Auch wenn das wieder ein kolumnenträchtiges Bild ist: Wer politisch schreibt, läuft eben nicht durch die Welt, in der andere mit ihrem Hund spazierengehen. Das muß so sein. Leider. Nicht weil die beträchtliche Distanz zum Hundebesitzer eben Produkte anrichtet wie Mediengestalten, Medienereignisse oder die sogenannte öffentliche Meinung. Sondern schlimmer noch: Weil der Balkonsteher sich in dem, was er unten sieht, zu irren beginnt.

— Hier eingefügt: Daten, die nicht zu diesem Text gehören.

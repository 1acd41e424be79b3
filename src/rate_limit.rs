//! Throttling primitives for the batch driver
//!
//! - [`RetryHelper`]: bounded retry with backoff, applied to every external call.
//!   Only errors on the [`Retryable`] allowlist are retried.
//! - [`RotationSchedule`]: countdown of searches until the next identity rotation,
//!   reseeded from a clamped normal draw so the cadence is irregular.
//! - [`FailureWindow`]: sliding window of recent failure times for burst detection.

use rand::rngs::StdRng;
use rand_distr::{Distribution, Normal};
use std::collections::VecDeque;
use std::time::Duration;
use tokio::time::{sleep, Instant};
use tracing::{debug, warn};

use crate::config::{RetryConfig, RotationConfig};

/// Errors that the retry helper may retry
pub trait Retryable {
    fn is_retryable(&self) -> bool;
}

/// Retry helper with configurable backoff
pub struct RetryHelper {
    config: RetryConfig,
}

impl RetryHelper {
    /// Create a new retry helper from config
    pub fn new(config: &RetryConfig) -> Self {
        Self {
            config: config.clone(),
        }
    }

    /// Execute an async operation, retrying allowlisted failures with backoff
    pub async fn with_retry<T, E, F, Fut>(&self, operation: F) -> Result<T, E>
    where
        F: Fn() -> Fut,
        Fut: std::future::Future<Output = Result<T, E>>,
        E: Retryable + std::fmt::Debug,
    {
        let mut attempt = 0;

        loop {
            attempt += 1;

            match operation().await {
                Ok(result) => return Ok(result),
                Err(e) => {
                    if !e.is_retryable() {
                        return Err(e);
                    }
                    if attempt > self.config.max_retries {
                        warn!(
                            "All {} retry attempts exhausted, giving up",
                            self.config.max_retries
                        );
                        return Err(e);
                    }

                    let delay = self.config.calculate_backoff_delay(attempt);
                    debug!(
                        "Attempt {} failed ({:?}), retrying in {:?} with {:?} backoff",
                        attempt, e, delay, self.config.backoff_strategy
                    );

                    sleep(delay).await;
                }
            }
        }
    }
}

/// Searches remaining before the identity must be rotated
#[derive(Debug)]
pub struct RotationSchedule {
    remaining: i64,
    config: RotationConfig,
    rng: StdRng,
}

impl RotationSchedule {
    pub fn new(config: &RotationConfig, rng: StdRng) -> Self {
        Self {
            remaining: config.initial_countdown,
            config: config.clone(),
            rng,
        }
    }

    pub fn remaining(&self) -> i64 {
        self.remaining
    }

    pub fn is_due(&self) -> bool {
        self.remaining <= 0
    }

    /// One search attempt is about to be made
    pub fn record_search(&mut self) {
        self.remaining -= 1;
    }

    /// A transient failure pulls the next rotation forward
    pub fn penalize(&mut self) {
        self.remaining -= self.config.failure_penalty;
    }

    /// Make the next check rotate
    pub fn force(&mut self) {
        self.remaining = 0;
    }

    /// Reseed after a rotation; returns the new countdown
    pub fn reseed(&mut self) -> i64 {
        let draw = match Normal::new(self.config.mean, self.config.std_dev) {
            Ok(normal) => normal.sample(&mut self.rng),
            Err(_) => self.config.mean,
        };
        self.remaining = (draw.floor() as i64).max(self.config.min_countdown);
        self.remaining
    }
}

/// Recent failure times inside a fixed horizon
#[derive(Debug)]
pub struct FailureWindow {
    horizon: Duration,
    failures: VecDeque<Instant>,
}

impl FailureWindow {
    pub fn new(horizon: Duration) -> Self {
        Self {
            horizon,
            failures: VecDeque::new(),
        }
    }

    pub fn record(&mut self) {
        self.failures.push_back(Instant::now());
    }

    /// Drop failures older than the horizon; returns how many remain
    pub fn evict_expired(&mut self) -> usize {
        let now = Instant::now();
        while let Some(oldest) = self.failures.front() {
            if now.duration_since(*oldest) > self.horizon {
                self.failures.pop_front();
            } else {
                break;
            }
        }
        self.failures.len()
    }

    /// True when `threshold` or more failures remain inside the horizon
    pub fn is_burst(&mut self, threshold: usize) -> bool {
        threshold > 0 && self.evict_expired() >= threshold
    }

    pub fn clear(&mut self) {
        self.failures.clear();
    }

    pub fn len(&self) -> usize {
        self.failures.len()
    }

    pub fn is_empty(&self) -> bool {
        self.failures.is_empty()
    }
}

So hat mich das Flugzeug nicht nach Bonn, sondern dorthin gebracht, wo ich pausenlos mit der Frage konfrontiert wurde: Was ist mit diesem Land passiert? Doch abends, beim Italiener, wo selbst Tortellini und Wein politisch verdaut wurden, war zu sehen, wie absurd die Frage zugleich ist. Am Nebentisch rief eine Bonnerin, nachdem sie sich plautzig gesetzt hatte, mit irgendeiner italienischen Vokabel nach dem Kellner. Dann nannte sie unüberhörbar ihre Speisen und verband jede Bestellung mit einem Zusatzwunsch: den Weißwein ungekühlt, den Salat ohne Mais, die Soße angedickt und das Brot aufgewärmt. Alldem fügte sie ein „Wie immer!“ hinzu. Im Grunde war gar nichts passiert.

Ob ich mir, da ich die Dinge so sehe, nicht doch einen Hund anschaffen will? Nun ja, mit Sibylle Berg gesprochen könnte ich dann keine Texte mehr schreiben, die die Leser wie besemmelt kaufen. Und eigentlich möchte ich doch lieber regieren.